Under no circumstances alter the records; copy each one exactly.

═════ Data listing

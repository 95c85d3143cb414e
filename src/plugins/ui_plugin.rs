use bevy::camera::ScalingMode;
use bevy::prelude::*;

use crate::config::settings::Settings;
use crate::game::{
    arena::ring,
    effects::{Effect, SPLATTER_FRAME_COUNT},
    fighter::{Combatant, Fighter, MAX_LIFE, Stance},
    match_controller::{MatchController, MatchState},
    round::{MAX_ROUNDS, RoundBanner},
    types::Side,
};
use crate::plugins::game_plugin::ActiveMatch;

/// Screen pixels per world unit.
const PIXELS_PER_UNIT: f32 = 14.0;
const FIGHTER_SIZE: Vec2 = Vec2::new(5.0, 12.0);

const CLOCK_COLOR: Color = Color::WHITE;
const CLOCK_CRITICAL_COLOR: Color = Color::srgb(1.0, 0.25, 0.2);

pub struct UiPlugin;

impl Plugin for UiPlugin {
    fn build(&self, app: &mut App) {
        app.add_systems(Startup, setup_ui);
        app.add_systems(
            Update,
            (update_status_text, update_clock_text, update_banner_text, draw_arena),
        );
    }
}

#[derive(Component)]
struct StatusText;

#[derive(Component)]
struct ClockText;

#[derive(Component)]
struct BannerText;

fn setup_ui(mut commands: Commands) {
    let center = Vec2::new(
        (ring::RING_MIN_X + ring::RING_MAX_X) * 0.5,
        (ring::RING_MIN_Y + ring::RING_MAX_Y) * 0.5 + FIGHTER_SIZE.y * 0.5,
    );
    commands.spawn((
        Camera2d,
        Projection::Orthographic(OrthographicProjection {
            scaling_mode: ScalingMode::WindowSize,
            scale: 1.0 / PIXELS_PER_UNIT,
            ..OrthographicProjection::default_2d()
        }),
        Transform::from_translation(center.extend(0.0)),
    ));

    commands
        .spawn(Node {
            position_type: PositionType::Absolute,
            left: Val::Px(10.0),
            top: Val::Px(10.0),
            flex_direction: FlexDirection::Column,
            row_gap: Val::Px(6.0),
            ..default()
        })
        .with_children(|parent| {
            parent.spawn((
                StatusText,
                Text::new(""),
                TextFont {
                    font_size: 22.0,
                    ..default()
                },
                TextColor(Color::WHITE),
            ));
            parent.spawn((
                ClockText,
                Text::new(""),
                TextFont {
                    font_size: 32.0,
                    ..default()
                },
                TextColor(CLOCK_COLOR),
            ));
            parent.spawn((
                BannerText,
                Text::new(""),
                TextFont {
                    font_size: 40.0,
                    ..default()
                },
                TextColor(Color::srgb(0.9, 0.8, 0.2)),
            ));
        });
}

fn life_bar(fighter: &Fighter) -> String {
    let filled = ((fighter.life().0 / MAX_LIFE) * 20.0).round() as usize;
    format!("{:<9} [{:<20}] {:>3.0}", fighter.name, "#".repeat(filled), fighter.life().0)
}

fn status_line(controller: &MatchController) -> String {
    let state = match controller.state() {
        MatchState::Running => String::new(),
        MatchState::Paused => "PAUSED  (Space/P to resume)".to_string(),
        MatchState::GameOver => {
            let verdict = if controller.player_won() == Some(true) {
                "YOU WIN"
            } else {
                "YOU LOSE"
            };
            format!("{verdict}  (Space to play again)")
        }
    };
    format!(
        "{}\n{}\nRound {}/{}  Won {}  Lost {}  AI {}\n{}",
        life_bar(controller.player()),
        life_bar(controller.opponent()),
        controller.round().number(),
        MAX_ROUNDS,
        controller.rounds_won(),
        controller.rounds_lost(),
        controller.difficulty().display_name(),
        state,
    )
}

fn update_status_text(
    active: Option<Res<ActiveMatch>>,
    mut text_query: Query<&mut Text, With<StatusText>>,
) {
    let Some(active) = active else { return; };
    for mut text in &mut text_query {
        **text = status_line(&active.0);
    }
}

fn update_clock_text(
    active: Option<Res<ActiveMatch>>,
    mut text_query: Query<(&mut Text, &mut TextColor), With<ClockText>>,
) {
    let Some(active) = active else { return; };
    let round = active.0.round();
    for (mut text, mut color) in &mut text_query {
        **text = format!("{:02}", round.clock().ceil() as u32);
        color.0 = if round.is_clock_critical() {
            CLOCK_CRITICAL_COLOR
        } else {
            CLOCK_COLOR
        };
    }
}

fn update_banner_text(
    active: Option<Res<ActiveMatch>>,
    mut text_query: Query<&mut Text, With<BannerText>>,
) {
    let Some(active) = active else { return; };
    let round = active.0.round();
    let banner = match round.banner() {
        Some(RoundBanner::Round(n)) => format!("ROUND {n}"),
        Some(RoundBanner::Fight) => "FIGHT!".to_string(),
        Some(RoundBanner::KnockOut) => "K.O.".to_string(),
        Some(RoundBanner::TimeUp) => "TIME".to_string(),
        None => String::new(),
    };
    for mut text in &mut text_query {
        **text = banner.clone();
    }
}

fn fighter_color(side: Side, fighter: &Fighter) -> Color {
    match fighter.stance() {
        Stance::Blocking => Color::srgb(0.4, 0.8, 1.0),
        Stance::Attacking { .. } if fighter.is_attack_active() => Color::srgb(1.0, 0.9, 0.3),
        Stance::Lost => Color::srgb(0.35, 0.35, 0.35),
        _ => match side {
            Side::Player => Color::srgb(0.2, 0.6, 1.0),
            Side::Opponent => Color::srgb(1.0, 0.2, 0.2),
        },
    }
}

/// Placeholder drawing: ring outline, fighter boxes and effect markers.
fn draw_arena(mut gizmos: Gizmos, active: Option<Res<ActiveMatch>>, settings: Res<Settings>) {
    let Some(active) = active else { return; };
    let controller = &active.0;

    let (min_y, max_y) = (ring::RING_MIN_Y, ring::RING_MAX_Y);
    gizmos.linestrip_2d(
        [
            Vec2::new(ring::x_min(min_y), min_y),
            Vec2::new(ring::x_max(min_y), min_y),
            Vec2::new(ring::x_max(max_y), max_y),
            Vec2::new(ring::x_min(max_y), max_y),
            Vec2::new(ring::x_min(min_y), min_y),
        ],
        Color::srgb(0.5, 0.5, 0.6),
    );

    if settings.show_effects {
        for pool in controller.ground_pools().active() {
            let radius = 1.0 + f32::from(pool.variant()) * 0.5;
            gizmos.circle_2d(
                pool.position(),
                radius,
                Color::srgba(0.5, 0.0, 0.0, pool.alpha()),
            );
        }
    }

    for (side, fighter) in [
        (Side::Player, controller.player()),
        (Side::Opponent, controller.opponent()),
    ] {
        let feet = fighter.position();
        gizmos.rect_2d(
            feet + Vec2::new(0.0, FIGHTER_SIZE.y * 0.5),
            FIGHTER_SIZE,
            fighter_color(side, fighter),
        );

        if settings.show_effects {
            for splatter in controller.splatters(side).active() {
                let grow = (splatter.frame_index() + 1) as f32 / SPLATTER_FRAME_COUNT as f32;
                gizmos.circle_2d(splatter.position(), 0.5 + grow * 1.5, Color::srgb(0.8, 0.0, 0.0));
            }
        }
    }
}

══════════

• _Solution to this exercise_:
repository 95c85d3143cb414e
filename src/plugins/ui_plugin.rs
use bevy::camera::ScalingMode;
use bevy::prelude::*;

use crate::config::settings::Settings;
use crate::game::{
    arena::ring,
    effects::{Effect, SPLATTER_FRAME_COUNT},
    fighter::{Combatant, Fighter, MAX_LIFE, Stance},
    match_controller::{MatchController, MatchState},
    round::{MAX_ROUNDS, RoundBanner},
    types::Side,
};
use crate::plugins::game_plugin::ActiveMatch;

/// Screen pixels per world unit.
const PIXELS_PER_UNIT: f32 = 14.0;
const FIGHTER_SIZE: Vec2 = Vec2::new(5.0, 12.0);

const CLOCK_COLOR: Color = Color::WHITE;
const CLOCK_CRITICAL_COLOR: Color = Color::srgb(1.0, 0.25, 0.2);

pub struct UiPlugin;

impl Plugin for UiPlugin {
    fn build(&self, app: &mut App) {
        app.add_systems(Startup, setup_ui);
        app.add_systems(
            Update,
            (update_status_text, update_clock_text, update_banner_text, draw_arena),
        );
    }
}

#[derive(Component)]
struct StatusText;

#[derive(Component)]
struct ClockText;

#[derive(Component)]
struct BannerText;

fn setup_ui(mut commands: Commands) {
    let center = Vec2::new(
        (ring::RING_MIN_X + ring::RING_MAX_X) * 0.5,
        (ring::RING_MIN_Y + ring::RING_MAX_Y) * 0.5 + FIGHTER_SIZE.y * 0.5,
    );
    commands.spawn((
        Camera2d,
        Projection::Orthographic(OrthographicProjection {
            scaling_mode: ScalingMode::WindowSize,
            scale: 1.0 / PIXELS_PER_UNIT,
            ..OrthographicProjection::default_2d()
        }),
        Transform::from_translation(center.extend(0.0)),
    ));

    commands
        .spawn(Node {
            position_type: PositionType::Absolute,
            left: Val::Px(10.0),
            top: Val::Px(10.0),
            flex_direction: FlexDirection::Column,
            row_gap: Val::Px(6.0),
            ..default()
        })
        .with_children(|parent| {
            parent.spawn((
                StatusText,
                Text::new(""),
                TextFont {
                    font_size: 22.0,
                    ..default()
                },
                TextColor(Color::WHITE),
            ));
            parent.spawn((
                ClockText,
                Text::new(""),
                TextFont {
                    font_size: 32.0,
                    ..default()
                },
                TextColor(CLOCK_COLOR),
            ));
            parent.spawn((
                BannerText,
                Text::new(""),
                TextFont {
                    font_size: 40.0,
                    ..default()
                },
                TextColor(Color::srgb(0.9, 0.8, 0.2)),
            ));
        });
}

fn life_bar(fighter: &Fighter) -> String {
    let filled = ((fighter.life().0 / MAX_LIFE) * 20.0).round() as usize;
    format!("{:<9} [{:<20}] {:>3.0}", fighter.name, "#".repeat(filled), fighter.life().0)
}

fn status_line(controller: &MatchController) -> String {
    let state = match controller.state() {
        MatchState::Running => String::new(),
        MatchState::Paused => "PAUSED  (Space/P to resume)".to_string(),
        MatchState::GameOver => {
            let verdict = if controller.player_won() == Some(true) {
                "YOU WIN"
            } else {
                "YOU LOSE"
            };
            format!("{verdict}  (Space to play again)")
        }
    };
    format!(
        "{}\n{}\nRound {}/{}  Won {}  Lost {}  AI {}\n{}",
        life_bar(controller.player()),
        life_bar(controller.opponent()),
        controller.round().number(),
        MAX_ROUNDS,
        controller.rounds_won(),
        controller.rounds_lost(),
        controller.difficulty().display_name(),
        state,
    )
}

fn update_status_text(
    active: Option<Res<ActiveMatch>>,
    mut text_query: Query<&mut Text, With<StatusText>>,
) {
    let Some(active) = active else { return; };
    for mut text in &mut text_query {
        **text = status_line(&active.0);
    }
}

fn update_clock_text(
    active: Option<Res<ActiveMatch>>,
    mut text_query: Query<(&mut Text, &mut TextColor), With<ClockText>>,
) {
    let Some(active) = active else { return; };
    let round = active.0.round();
    for (mut text, mut color) in &mut text_query {
        **text = format!("{:02}", round.clock().ceil() as u32);
        color.0 = if round.is_clock_critical() {
            CLOCK_CRITICAL_COLOR
        } else {
            CLOCK_COLOR
        };
    }
}

fn update_banner_text(
    active: Option<Res<ActiveMatch>>,
    mut text_query: Query<&mut Text, With<BannerText>>,
) {
    let Some(active) = active else { return; };
    let round = active.0.round();
    let banner = match round.banner() {
        Some(RoundBanner::Round(n)) => format!("ROUND {n}"),
        Some(RoundBanner::Fight) => "FIGHT!".to_string(),
        Some(RoundBanner::KnockOut) => "K.O.".to_string(),
        Some(RoundBanner::TimeUp) => "TIME".to_string(),
        None => String::new(),
    };
    for mut text in &mut text_query {
        **text = banner.clone();
    }
}

fn fighter_color(side: Side, fighter: &Fighter) -> Color {
    match fighter.stance() {
        Stance::Blocking => Color::srgb(0.4, 0.8, 1.0),
        Stance::Attacking { .. } if fighter.is_attack_active() => Color::srgb(1.0, 0.9, 0.3),
        Stance::Lost => Color::srgb(0.35, 0.35, 0.35),
        _ => match side {
            Side::Player => Color::srgb(0.2, 0.6, 1.0),
            Side::Opponent => Color::srgb(1.0, 0.2, 0.2),
        },
    }
}

/// Placeholder drawing: ring outline, fighter boxes and effect markers.
fn draw_arena(mut gizmos: Gizmos, active: Option<Res<ActiveMatch>>, settings: Res<Settings>) {
    let Some(active) = active else { return; };
    let controller = &active.0;

    let (min_y, max_y) = (ring::RING_MIN_Y, ring::RING_MAX_Y);
    gizmos.linestrip_2d(
        [
            Vec2::new(ring::x_min(min_y), min_y),
            Vec2::new(ring::x_max(min_y), min_y),
            Vec2::new(ring::x_max(max_y), max_y),
            Vec2::new(ring::x_min(max_y), max_y),
            Vec2::new(ring::x_min(min_y), min_y),
        ],
        Color::srgb(0.5, 0.5, 0.6),
    );

    if settings.show_effects {
        for pool in controller.ground_pools().active() {
            let radius = 1.0 + f32::from(pool.variant()) * 0.5;
            gizmos.circle_2d(
                pool.position(),
                radius,
                Color::srgba(0.5, 0.0, 0.0, pool.alpha()),
            );
        }
    }

    for (side, fighter) in [
        (Side::Player, controller.player()),
        (Side::Opponent, controller.opponent()),
    ] {
        let feet = fighter.position();
        gizmos.rect_2d(
            feet + Vec2::new(0.0, FIGHTER_SIZE.y * 0.5),
            FIGHTER_SIZE,
            fighter_color(side, fighter),
        );

        if settings.show_effects {
            for splatter in controller.splatters(side).active() {
                let grow = (splatter.frame_index() + 1) as f32 / SPLATTER_FRAME_COUNT as f32;
                gizmos.circle_2d(splatter.position(), 0.5 + grow * 1.5, Color::srgb(0.8, 0.0, 0.0));
            }
        }
    }
}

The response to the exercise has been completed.